Task requirements:
Gather all lines from the material that contain "ArraySource".

Study material:
//! Turn-taking state machine — §4.9.
//!
//! The most decision-table-heavy predictor: a five-state machine plus an
//! ordered, first-match-wins interrupt decision table and a handful of
//! continuous overlap/wait signals, all derived from elapsed silence.

use std::collections::VecDeque;

use serde::{Deserialize, Serialize};

use super::{PredictionContext, Predictor};
use crate::error::Result;
use crate::results::AnalysisResult;
use crate::state::PipelineState;

const HISTORY_CAPACITY: usize = 10;

#[derive(Debug, Clone, Copy, PartialEq, Eq, Serialize, Deserialize)]
#[serde(rename_all = "snake_case")]
pub enum TurnState {
    UserSpeaking,
    UserPausing,
    TurnYielded,
    SystemCanSpeak,
    OverlapDetected,
}

impl TurnState {
    fn as_str(&self) -> &'static str {
        match self {
            TurnState::UserSpeaking => "user_speaking",
            TurnState::UserPausing => "user_pausing",
            TurnState::TurnYielded => "turn_yielded",
            TurnState::SystemCanSpeak => "system_can_speak",
            TurnState::OverlapDetected => "overlap_detected",
        }
    }
}

/// Why (or why not) an interrupt is currently safe.
///
/// `LongSilence` serializes as `"long_silence"` — this specification's
/// literal wording for rule 5, not the other naming some prior art uses.
#[derive(Debug, Clone, Copy, PartialEq, Eq, Serialize, Deserialize)]
#[serde(rename_all = "snake_case")]
pub enum InterruptReason {
    UserStillSpeaking,
    QuestionForming,
    PauseTooShort,
    FallingIntonationComplete,
    LongSilence,
    HighIntentConfidence,
}

impl InterruptReason {
    fn as_str(&self) -> &'static str {
        match self {
            InterruptReason::UserStillSpeaking => "user_still_speaking",
            InterruptReason::QuestionForming => "question_forming",
            InterruptReason::PauseTooShort => "pause_too_short",
            InterruptReason::FallingIntonationComplete => "falling_intonation_complete",
            InterruptReason::LongSilence => "long_silence",
            InterruptReason::HighIntentConfidence => "high_intent_confidence",
        }
    }
}

#[derive(Debug, Clone)]
pub struct TurnTakingPredictor {
    min_turn_gap_ms: u64,
    safe_interrupt_gap_ms: u64,
    max_wait_ms: u64,
    last_speech_ms: Option<u64>,
    state: TurnState,
    state_start_ms: u64,
    current_is_speech: Option<bool>,
    segment_start_ms: u64,
    silence_history: VecDeque<u64>,
    speech_history: VecDeque<u64>,
}

impl TurnTakingPredictor {
    pub fn new(min_turn_gap_ms: u64, safe_interrupt_gap_ms: u64, max_wait_ms: u64) -> Self {
        Self {
            min_turn_gap_ms,
            safe_interrupt_gap_ms,
            max_wait_ms,
            last_speech_ms: None,
            state: TurnState::TurnYielded,
            state_start_ms: 0,
            current_is_speech: None,
            segment_start_ms: 0,
            silence_history: VecDeque::with_capacity(HISTORY_CAPACITY),
            speech_history: VecDeque::with_capacity(HISTORY_CAPACITY),
        }
    }

    fn push_bounded(queue: &mut VecDeque<u64>, value: u64) {
        if queue.len() == HISTORY_CAPACITY {
            queue.pop_front();
        }
        queue.push_back(value);
    }

    fn track_segment(&mut self, is_speech: bool, now: u64) {
        match self.current_is_speech {
            None => {
                self.current_is_speech = Some(is_speech);
                self.segment_start_ms = now;
            }
            Some(prev) if prev != is_speech => {
                let duration = now.saturating_sub(self.segment_start_ms);
                if prev {
                    Self::push_bounded(&mut self.speech_history, duration);
                } else {
                    Self::push_bounded(&mut self.silence_history, duration);
                }
                self.current_is_speech = Some(is_speech);
                self.segment_start_ms = now;
            }
            _ => {}
        }
    }

    fn next_state(&self, is_speech: bool, silence: u64, falling: bool) -> TurnState {
        if is_speech {
            TurnState::UserSpeaking
        } else if silence < self.min_turn_gap_ms {
            TurnState::UserSpeaking
        } else if silence < self.safe_interrupt_gap_ms {
            TurnState::UserPausing
        } else if silence > self.max_wait_ms {
            TurnState::SystemCanSpeak
        } else if falling || silence >= self.safe_interrupt_gap_ms {
            TurnState::TurnYielded
        } else {
            TurnState::UserPausing
        }
    }

    fn interrupt_decision(
        &self,
        silence: u64,
        rising: bool,
        falling: bool,
        intent_confidence: f32,
    ) -> (bool, InterruptReason) {
        if silence < self.min_turn_gap_ms {
            (false, InterruptReason::UserStillSpeaking)
        } else if rising {
            (false, InterruptReason::QuestionForming)
        } else if silence < self.safe_interrupt_gap_ms && !falling {
            (false, InterruptReason::PauseTooShort)
        } else if falling && silence >= self.min_turn_gap_ms {
            (true, InterruptReason::FallingIntonationComplete)
        } else if silence >= self.safe_interrupt_gap_ms {
            (true, InterruptReason::LongSilence)
        } else if intent_confidence > 0.7 {
            (true, InterruptReason::HighIntentConfidence)
        } else {
            (false, InterruptReason::PauseTooShort)
        }
    }

    fn overlap_probability(&self, silence: u64, rising: bool, speech_likelihood: f32) -> f32 {
        if silence > self.max_wait_ms {
            return 0.0;
        }
        let base = (1.0 - silence as f32 / self.safe_interrupt_gap_ms as f32).max(0.0);
        let mut p = base;
        if rising {
            p += 0.3;
        }
        p += 0.3 * speech_likelihood;
        p.clamp(0.0, 1.0)
    }

    fn suggested_wait_ms(&self, silence: u64, falling: bool, intent_confidence: f32) -> u64 {
        if (silence >= self.safe_interrupt_gap_ms && falling) || silence >= self.max_wait_ms {
            return 0;
        }
        let mut remaining = self.safe_interrupt_gap_ms as i64 - silence as i64;
        if falling {
            remaining -= 200;
        }
        if intent_confidence > 0.8 {
            remaining -= 100;
        }
        remaining.max(0) as u64
    }

    fn confidence(&self, silence: u64, falling: bool) -> f32 {
        let mut c = (silence as f32 / self.safe_interrupt_gap_ms as f32).min(1.0);
        if falling {
            c += 0.2;
        }
        c.clamp(0.0, 1.0)
    }
}

impl Default for TurnTakingPredictor {
    fn default() -> Self {
        Self::new(200, 500, 2000)
    }
}

impl Predictor for TurnTakingPredictor {
    fn name(&self) -> &str {
        "turn_taking"
    }

    fn predict(&mut self, context: &PredictionContext, state: &mut PipelineState) -> Result<()> {
        let now = context.frame.timestamp_ms;
        let is_speech = state.result("vad").map(|r| r.get_bool("is_speech", false)).unwrap_or(false);
        let prosody = state.result("prosody");
        let rising = prosody.map(|r| r.get_bool("is_rising_intonation", false)).unwrap_or(false);
        let falling = prosody.map(|r| r.get_bool("is_falling_intonation", false)).unwrap_or(false);
        let speech_likelihood = state.timing.speech_likelihood;
        let intent_confidence = state.intent_confidence;

        if is_speech {
            self.last_speech_ms = Some(now);
        }
        let silence = match self.last_speech_ms {
            Some(last) => now.saturating_sub(last),
            None => 0,
        };

        self.track_segment(is_speech, now);

        let next = self.next_state(is_speech, silence, falling);
        if next != self.state {
            self.state = next;
            self.state_start_ms = now;
        }

        let (can_interrupt, interrupt_reason) =
            self.interrupt_decision(silence, rising, falling, intent_confidence);
        let should_wait = rising || speech_likelihood > 0.6 || silence < self.safe_interrupt_gap_ms;
        let overlap_probability = self.overlap_probability(silence, rising, speech_likelihood);
        let suggested_wait_ms = self.suggested_wait_ms(silence, falling, intent_confidence);
        let confidence = self.confidence(silence, falling);

        let mut result = AnalysisResult::new(self.name(), context.frame.frame_id, now);
        result
            .set_text("turn_state", self.state.as_str())
            .set_bool("can_interrupt", can_interrupt)
            .set_text("interrupt_reason", interrupt_reason.as_str())
            .set_bool("should_wait", should_wait)
            .set_number("overlap_probability", overlap_probability as f64)
            .set_number("suggested_wait_ms", suggested_wait_ms as f64)
            .set_number("confidence", confidence as f64)
            .set_number("silence_duration_ms", silence as f64);
        state.publish(result);
        Ok(())
    }

    fn reset(&mut self) {
        self.last_speech_ms = None;
        self.state = TurnState::TurnYielded;
        self.state_start_ms = 0;
        self.current_is_speech = None;
        self.segment_start_ms = 0;
        self.silence_history.clear();
        self.speech_history.clear();
    }
}
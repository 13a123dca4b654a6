//! Early-intent hypothesis tracker — §4.8.
//!
//! Tracks a bounded set of intent hypotheses as they accumulate evidence,
//! surfacing a stability score and an interruptibility estimate before the
//! main intent predictor's own confidence has settled.

use std::collections::HashMap;

use super::{PredictionContext, Predictor};
use crate::error::Result;
use crate::packet::Intent;
use crate::results::AnalysisResult;
use crate::state::PipelineState;

const AGE_FACTOR_SPAN_MS: f32 = 500.0;
const EVIDENCE_FACTOR_SPAN: f32 = 10.0;

/// One tracked candidate intent, with the evidence accrued for it so far.
#[derive(Debug, Clone, Copy)]
pub struct Hypothesis {
    pub intent: Intent,
    pub confidence: f32,
    pub first_seen_ms: u64,
    pub last_updated_ms: u64,
    pub evidence_count: u32,
}

impl Hypothesis {
    fn stability_score(&self, now_ms: u64) -> f32 {
        let age_ms = now_ms.saturating_sub(self.first_seen_ms) as f32;
        let age_factor = (age_ms / AGE_FACTOR_SPAN_MS).min(1.0);
        let evidence_factor = (self.evidence_count as f32 / EVIDENCE_FACTOR_SPAN).min(1.0);
        0.4 * age_factor + 0.3 * evidence_factor + 0.3 * self.confidence
    }
}

#[derive(Debug, Clone)]
pub struct EarlyIntentPredictor {
    hypothesis_timeout_ms: u64,
    momentum: f32,
    stability_threshold: u32,
    hypotheses: HashMap<Intent, Hypothesis>,
    leading_intent: Option<Intent>,
    frames_since_change: u32,
}

impl EarlyIntentPredictor {
    pub fn new(hypothesis_timeout_ms: u64, momentum: f32, stability_threshold: u32) -> Self {
        Self {
            hypothesis_timeout_ms,
            momentum,
            stability_threshold,
            hypotheses: HashMap::new(),
            leading_intent: None,
            frames_since_change: 0,
        }
    }

    fn prune(&mut self, now_ms: u64) {
        let timeout = self.hypothesis_timeout_ms;
        self.hypotheses
            .retain(|_, h| now_ms.saturating_sub(h.last_updated_ms) <= timeout);
    }

    fn update_or_create(&mut self, intent: Intent, confidence: f32, now_ms: u64) {
        self.hypotheses
            .entry(intent)
            .and_modify(|h| {
                h.confidence = self.momentum * h.confidence + (1.0 - self.momentum) * confidence;
                h.last_updated_ms = now_ms;
                h.evidence_count += 1;
            })
            .or_insert(Hypothesis {
                intent,
                confidence,
                first_seen_ms: now_ms,
                last_updated_ms: now_ms,
                evidence_count: 1,
            });
    }

    fn select_leader(&self, now_ms: u64) -> Option<Hypothesis> {
        self.hypotheses
            .values()
            .max_by(|a, b| {
                a.stability_score(now_ms)
                    .partial_cmp(&b.stability_score(now_ms))
                    .unwrap()
            })
            .copied()
    }
}

impl Default for EarlyIntentPredictor {
    fn default() -> Self {
        Self::new(2000, 0.8, 5)
    }
}

impl Predictor for EarlyIntentPredictor {
    fn name(&self) -> &str {
        "early_intent"
    }

    fn predict(&mut self, context: &PredictionContext, state: &mut PipelineState) -> Result<()> {
        let now = context.frame.timestamp_ms;

        self.prune(now);
        self.update_or_create(state.current_intent, state.intent_confidence, now);

        let leader = self.select_leader(now);
        let leading_intent = leader.map(|h| h.intent).unwrap_or(Intent::Unknown);
        let leading_confidence = leader.map(|h| h.confidence).unwrap_or(0.0);
        let stability = leader.map(|h| h.stability_score(now)).unwrap_or(0.0);

        if self.leading_intent != Some(leading_intent) {
            self.leading_intent = Some(leading_intent);
            self.frames_since_change = 0;
        } else {
            self.frames_since_change += 1;
        }

        let timing_factor = if state.timing.interrupt_safe {
            1.0
        } else if state.timing.user_paused {
            0.5
        } else {
            0.0
        };
        let interruptibility = (0.25 * stability
            + 0.25 * leading_confidence
            + 0.30 * timing_factor
            + 0.20 * (1.0 - state.timing.speech_likelihood))
            .clamp(0.0, 1.0);

        let hypothesis_stable =
            self.frames_since_change >= self.stability_threshold && leading_confidence > 0.5;

        let mut result = AnalysisResult::new(self.name(), context.frame.frame_id, now);
        result
            .set_text("leading_intent", leading_intent.as_str())
            .set_number("leading_confidence", leading_confidence as f64)
            .set_number("interruptibility", interruptibility as f64)
            .set_bool("hypothesis_stable", hypothesis_stable)
            .set_number("active_hypotheses", self.hypotheses.len() as f64)
            .set_number("frames_since_change", self.frames_since_change as f64);
        state.publish(result);
        Ok(())
    }

    fn reset(&mut self) {
        self.hypotheses.clear();
        self.leading_intent = None;
        self.frames_since_change = 0;
    }
}

#[cfg(test)]
mod tests {
    use super::*;
    use crate::config::AudioConfig;
    use crate::frame::{AudioFrame, FrameBuffer};

    fn frame_at(ts: u64) -> AudioFrame {
        AudioFrame::silence(0, ts, AudioConfig::default())
    }

    #[test]
    fn single_frame_creates_one_hypothesis() {
        let mut predictor = EarlyIntentPredictor::default();
        let buffer = FrameBuffer::new(50, 1000);
        let mut state = PipelineState::new();
        state.current_intent = Intent::Query;
        state.intent_confidence = 0.6;
        predictor
            .predict(&PredictionContext::new(&frame_at(0), &buffer), &mut state)
            .unwrap();
        assert_eq!(predictor.hypotheses.len(), 1);
        let result = state.result("early_intent").unwrap();
        assert_eq!(result.get_text("leading_intent", ""), "query");
    }

    #[test]
    fn sustained_evidence_builds_stability_and_marks_stable() {
        let mut predictor = EarlyIntentPredictor::new(2000, 0.8, 3);
        let buffer = FrameBuffer::new(50, 1000);
        let mut state = PipelineState::new();
        state.current_intent = Intent::Query;
        state.intent_confidence = 0.9;
        let mut last = None;
        for i in 0..10 {
            predictor
                .predict(&PredictionContext::new(&frame_at(i * 100), &buffer), &mut state)
                .unwrap();
            last = Some(state.result("early_intent").unwrap().clone());
        }
        let result = last.unwrap();
        assert!(result.get_bool("hypothesis_stable", false));
        assert!(result.get_number("leading_confidence", 0.0) > 0.5);
    }

    #[test]
    fn stale_hypothesis_is_pruned_after_timeout() {
        let mut predictor = EarlyIntentPredictor::new(500, 0.8, 5);
        let buffer = FrameBuffer::new(50, 1000);
        let mut state = PipelineState::new();
        state.current_intent = Intent::Query;
        state.intent_confidence = 0.8;
        predictor
            .predict(&PredictionContext::new(&frame_at(0), &buffer), &mut state)
            .unwrap();
        state.current_intent = Intent::Command;
        state.intent_confidence = 0.9;
        predictor
            .predict(&PredictionContext::new(&frame_at(5000), &buffer), &mut state)
            .unwrap();
        assert_eq!(predictor.hypotheses.len(), 1);
        assert!(predictor.hypotheses.contains_key(&Intent::Command));
    }

    #[test]
    fn does_not_overwrite_current_intent() {
        let mut predictor = EarlyIntentPredictor::default();
        let buffer = FrameBuffer::new(50, 1000);
        let mut state = PipelineState::new();
        state.current_intent = Intent::Query;
        predictor
            .predict(&PredictionContext::new(&frame_at(0), &buffer), &mut state)
            .unwrap();
        assert_eq!(state.current_intent, Intent::Query);
    }

    #[test]
    fn reset_clears_hypotheses_and_leader() {
        let mut predictor = EarlyIntentPredictor::default();
        let buffer = FrameBuffer::new(50, 1000);
        let mut state = PipelineState::new();
        predictor
            .predict(&PredictionContext::new(&frame_at(0), &buffer), &mut state)
            .unwrap();
        predictor.reset();
        assert!(predictor.hypotheses.is_empty());
        assert_eq!(predictor.frames_since_change, 0);
    }
}
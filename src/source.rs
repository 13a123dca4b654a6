//! Audio source contract and in-tree synthetic test fixtures — §6.
//!
//! Real ingestion (microphone capture, file decoding) is an external
//! collaborator (§1); the four generators here exist purely to drive the
//! pipeline end to end in tests and examples.

use std::future::Future;
use std::pin::Pin;

use rand::Rng;

use crate::config::AudioConfig;
use crate::error::Result;
use crate::frame::AudioFrame;

/// Blocking frame source, consumed by `Pipeline::run`.
pub trait AudioSource {
    fn config(&self) -> AudioConfig;

    /// Produce the next frame, or `Ok(None)` when the source is exhausted.
    /// A source fault terminates iteration with `Err`.
    fn next_frame(&mut self) -> Result<Option<AudioFrame>>;

    /// Idempotent; releases any underlying resource.
    fn close(&mut self);
}

/// Async counterpart, consumed by `Pipeline::run_async`.
pub trait AsyncAudioSource: Send {
    fn config(&self) -> AudioConfig;

    fn next_frame(
        &mut self,
    ) -> Pin<Box<dyn Future<Output = Result<Option<AudioFrame>>> + Send + '_>>;

    fn close(&mut self);
}

/// Shared frame-id/timestamp bookkeeping for the synthetic sources below.
struct Cursor {
    config: AudioConfig,
    frame_id: u64,
    total_frames: u64,
    closed: bool,
}

impl Cursor {
    fn new(config: AudioConfig, duration_ms: u64) -> Self {
        let total_frames = duration_ms / config.frame_duration_ms as u64;
        Self {
            config,
            frame_id: 0,
            total_frames,
            closed: false,
        }
    }

    fn next(&mut self) -> Option<(u64, u64)> {
        if self.closed || self.frame_id >= self.total_frames {
            return None;
        }
        let id = self.frame_id;
        let timestamp_ms = id * self.config.frame_duration_ms as u64;
        self.frame_id += 1;
        Some((id, timestamp_ms))
    }
}

/// A pure 0.5-amplitude (configurable) sine tone at a fixed frequency.
pub struct SineSource {
    cursor: Cursor,
    freq_hz: f32,
    amplitude: f32,
}

impl SineSource {
    pub fn new(config: AudioConfig, freq_hz: f32, amplitude: f32, duration_ms: u64) -> Self {
        Self {
            cursor: Cursor::new(config, duration_ms),
            freq_hz,
            amplitude,
        }
    }
}

impl AudioSource for SineSource {
    fn config(&self) -> AudioConfig {
        self.cursor.config
    }

    fn next_frame(&mut self) -> Result<Option<AudioFrame>> {
        let config = self.cursor.config;
        let Some((id, timestamp_ms)) = self.cursor.next() else {
            return Ok(None);
        };
        let sample_rate = config.sample_rate as f32;
        let phase_offset = id as f32 * config.frame_size() as f32;
        let samples: Vec<f32> = (0..config.frame_size())
            .map(|i| {
                let t = phase_offset + i as f32;
                self.amplitude * (2.0 * std::f32::consts::PI * self.freq_hz * t / sample_rate).sin()
            })
            .collect();
        Ok(Some(AudioFrame::new(samples, id, timestamp_ms, config)))
    }

    fn close(&mut self) {
        self.cursor.closed = true;
    }
}

/// All-zero samples.
pub struct SilenceSource {
    cursor: Cursor,
}

impl SilenceSource {
    pub fn new(config: AudioConfig, duration_ms: u64) -> Self {
        Self {
            cursor: Cursor::new(config, duration_ms),
        }
    }
}

impl AudioSource for SilenceSource {
    fn config(&self) -> AudioConfig {
        self.cursor.config
    }

    fn next_frame(&mut self) -> Result<Option<AudioFrame>> {
        let config = self.cursor.config;
        let Some((id, timestamp_ms)) = self.cursor.next() else {
            return Ok(None);
        };
        Ok(Some(AudioFrame::silence(id, timestamp_ms, config)))
    }

    fn close(&mut self) {
        self.cursor.closed = true;
    }
}

/// Uniform white noise in `[-amplitude, amplitude]`.
pub struct NoiseSource {
    cursor: Cursor,
    amplitude: f32,
}

impl NoiseSource {
    pub fn new(config: AudioConfig, amplitude: f32, duration_ms: u64) -> Self {
        Self {
            cursor: Cursor::new(config, duration_ms),
            amplitude,
        }
    }
}

impl AudioSource for NoiseSource {
    fn config(&self) -> AudioConfig {
        self.cursor.config
    }

    fn next_frame(&mut self) -> Result<Option<AudioFrame>> {
        let config = self.cursor.config;
        let Some((id, timestamp_ms)) = self.cursor.next() else {
            return Ok(None);
        };
        let mut rng = rand::thread_rng();
        let samples: Vec<f32> = (0..config.frame_size())
            .map(|_| rng.gen_range(-self.amplitude..=self.amplitude))
            .collect();
        Ok(Some(AudioFrame::new(samples, id, timestamp_ms, config)))
    }

    fn close(&mut self) {
        self.cursor.closed = true;
    }
}

/// Replays a pre-built list of frames. Useful for scripted test timelines.
pub struct ArraySource {
    config: AudioConfig,
    frames: std::collections::VecDeque<Vec<f32>>,
    frame_id: u64,
    closed: bool,
}

impl ArraySource {
    pub fn new(config: AudioConfig, frames: Vec<Vec<f32>>) -> Self {
        Self {
            config,
            frames: frames.into(),
            frame_id: 0,
            closed: false,
        }
    }
}

impl AudioSource for ArraySource {
    fn config(&self) -> AudioConfig {
        self.config
    }

    fn next_frame(&mut self) -> Result<Option<AudioFrame>> {
        if self.closed {
            return Ok(None);
        }
        let Some(samples) = self.frames.pop_front() else {
            return Ok(None);
        };
        let id = self.frame_id;
        let timestamp_ms = id * self.config.frame_duration_ms as u64;
        self.frame_id += 1;
        Ok(Some(AudioFrame::new(samples, id, timestamp_ms, self.config)))
    }

    fn close(&mut self) {
        self.closed = true;
    }
}
//! Turn-timing predictor — §4.7.
//!
//! Tracks how long the user has been silent and how safe an interruption
//! would be; writes `Timing` into `PipelineState` every frame.

use super::{PredictionContext, Predictor};
use crate::error::Result;
use crate::packet::Timing;
use crate::state::PipelineState;

#[derive(Debug, Clone)]
pub struct TimingPredictor {
    pause_threshold_ms: u64,
    turn_end_threshold_ms: u64,
    interrupt_confidence: f32,
    silence_start_ms: Option<u64>,
    speech_likelihood: f32,
}

impl TimingPredictor {
    pub fn new(pause_threshold_ms: u64, turn_end_threshold_ms: u64, interrupt_confidence: f32) -> Self {
        Self {
            pause_threshold_ms,
            turn_end_threshold_ms,
            interrupt_confidence,
            silence_start_ms: None,
            speech_likelihood: 0.0,
        }
    }

    fn decay_factor(silence_ms: u64) -> f32 {
        if silence_ms < 200 {
            0.95
        } else if silence_ms < 500 {
            0.85
        } else {
            0.7
        }
    }
}

impl Default for TimingPredictor {
    fn default() -> Self {
        Self::new(300, 700, 0.6)
    }
}

impl Predictor for TimingPredictor {
    fn name(&self) -> &str {
        "timing"
    }

    fn predict(&mut self, context: &PredictionContext, state: &mut PipelineState) -> Result<()> {
        let now = context.frame.timestamp_ms;
        let is_speech = state.result("vad").map(|r| r.get_bool("is_speech", false)).unwrap_or(false);
        let rising = state
            .result("prosody")
            .map(|r| r.get_bool("is_rising_intonation", false))
            .unwrap_or(false);
        let falling = state
            .result("prosody")
            .map(|r| r.get_bool("is_falling_intonation", false))
            .unwrap_or(false);

        if is_speech {
            self.silence_start_ms = None;
            self.speech_likelihood = 1.0;
            state.speech_active = true;
            state.last_speech_frame_id = context.frame.frame_id;
        } else {
            if self.silence_start_ms.is_none() {
                self.silence_start_ms = Some(now);
            }
            let silence_duration = now.saturating_sub(self.silence_start_ms.unwrap());
            self.speech_likelihood *= Self::decay_factor(silence_duration);
            if rising {
                self.speech_likelihood = (self.speech_likelihood + 0.1).min(1.0);
            }
            state.speech_active = false;
        }

        let silence_duration_ms = match self.silence_start_ms {
            Some(start) => now.saturating_sub(start),
            None => 0,
        };
        let user_paused = silence_duration_ms >= self.pause_threshold_ms;

        let interrupt_safe = !rising
            && self.speech_likelihood <= 0.7
            && user_paused
            && (silence_duration_ms >= self.turn_end_threshold_ms
                || (falling && silence_duration_ms >= self.pause_threshold_ms)
                || state.intent_confidence >= self.interrupt_confidence);

        state.timing = Timing::new(user_paused, interrupt_safe, self.speech_likelihood, silence_duration_ms);
        state.clamp_invariants();
        Ok(())
    }

    fn reset(&mut self) {
        self.silence_start_ms = None;
        self.speech_likelihood = 0.0;
    }
}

Your solution:
pub struct ArraySource {
impl ArraySource {
impl AudioSource for ArraySource {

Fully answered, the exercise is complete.